2

I've tried preparing my question in a Word document, inserting IPA characters as appropriate, but when I paste the text into the 'Ask Question' box, the text reverts to ordinary script. E.g., a superscript 'h' becomes a plain 'h'.

6
  • use an online UTF IPA keyboard entry thingy (not MSWord). like ipa.typeit.org
    – Mitch
    Dec 15, 2014 at 14:20
  • 3
    You should really, really, really not use Word for plain text. Use Notepad. Do not use Word. Word is not for plain text, it's for rich text. Whatever that even is. The input textarea on Stack Exchange will not accept rich text. It expects plain text. Just like every input textarea on the entire Web, for that matter. So use Notepad for preparing it. Not just here, everywhere.
    – RegDwigнt
    Dec 15, 2014 at 15:23
  • Thank you. I ended up using Word after searching for "How to write IPA characters" on the Net. I'll go away and figure how to do it in Notepad. Dec 15, 2014 at 16:32
  • @RegDwigнt Pretty sure vim and emacs work fine.
    – tchrist Mod
    Dec 15, 2014 at 19:17
  • Word is pretty much incompatible with everything. Avoid it if you want to paste your text into anything else. Dec 24, 2014 at 14:12
  • Thank-you Peter, I get it now. Word is very good at what it's for, but not for this kind of thing. I'm up and running now. Dec 26, 2014 at 9:31

3 Answers 3

4

The easiest way for me to enter IPA is use something like this IPA Keyboard and “type” the right characters there, then use your mouse to copy it from that bottom window to the entry widget on ELU. It’s nice because it handles all IPA, including arbitrary combining diacritics.

2
0

You mean thish <sup>h</sup> ?

0

It sounds like you were using Word's superscript formatting. There is actually a special unicode character for IPA superscript h: the "ʰ" character, so you may want to use that instead. This character should always appear superscript no matter how it is formatted.

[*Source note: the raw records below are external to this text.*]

//! Admin endpoints: /health, /stats, /wipe

use crate::error::Result;
use crate::state::AppState;
use axum::extract::{Query, State};
use axum::Json;
use beam_db_api::{DbStats, WipeMarker};
use serde::{Deserialize, Serialize};
use std::sync::Arc;
use std::time::Duration;

/// Health check response
#[derive(Serialize)]
pub struct HealthResponse {
    pub status: &'static str,
    pub version: &'static str,
}

/// GET /health
pub async fn health() -> Json<HealthResponse> {
    Json(HealthResponse {
        status: "ok",
        version: env!("CARGO_PKG_VERSION"),
    })
}

/// Statistics response
#[derive(Serialize)]
pub struct StatsResponse {
    /// Server uptime in seconds
    pub uptime_secs: u64,
    /// Server version
    pub version: &'static str,
    /// Store counters, aggregated and per partition
    #[serde(flatten)]
    pub stats: DbStats,
}

/// GET /stats
pub async fn stats(State(state): State<Arc<AppState>>) -> Result<Json<StatsResponse>> {
    let stats = state.db.stats().await?;
    Ok(Json(StatsResponse {
        uptime_secs: state.uptime_secs(),
        version: env!("CARGO_PKG_VERSION"),
        stats,
    }))
}

#[derive(Deserialize)]
pub struct WipeParams {
    /// Seconds to wait for views to confirm the reset
    wait: Option<u64>,
}

#[derive(Serialize)]
pub struct WipeResponse {
    pub wiped: Vec<WipeMarker>,
}

const WIPE_DEFAULT_WAIT_SECS: u64 = 10;

/// POST /wipe[?wait=SECS]
///
/// Clears every partition view and rewinds its materialization marker to
/// the current log end.
pub async fn wipe(
    State(state): State<Arc<AppState>>,
    Query(params): Query<WipeParams>,
) -> Result<Json<WipeResponse>> {
    let wait = Duration::from_secs(params.wait.unwrap_or(WIPE_DEFAULT_WAIT_SECS));
    tracing::info!(wait_secs = wait.as_secs(), "wipe requested");
    let wiped = state.db.wipe(wait).await?;
    Ok(Json(WipeResponse { wiped }))
}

You can find characters like this in the Windows Character Map if you are using Windows; most operating systems have an equivalent utility.

1
  • I do not think that is a very good way. It is nearly impossible to find what you need when it is not laid out the way the IPA is laid out.
    – tchrist Mod
    Dec 15, 2014 at 14:45

Not the answer you're looking for? Browse other questions tagged .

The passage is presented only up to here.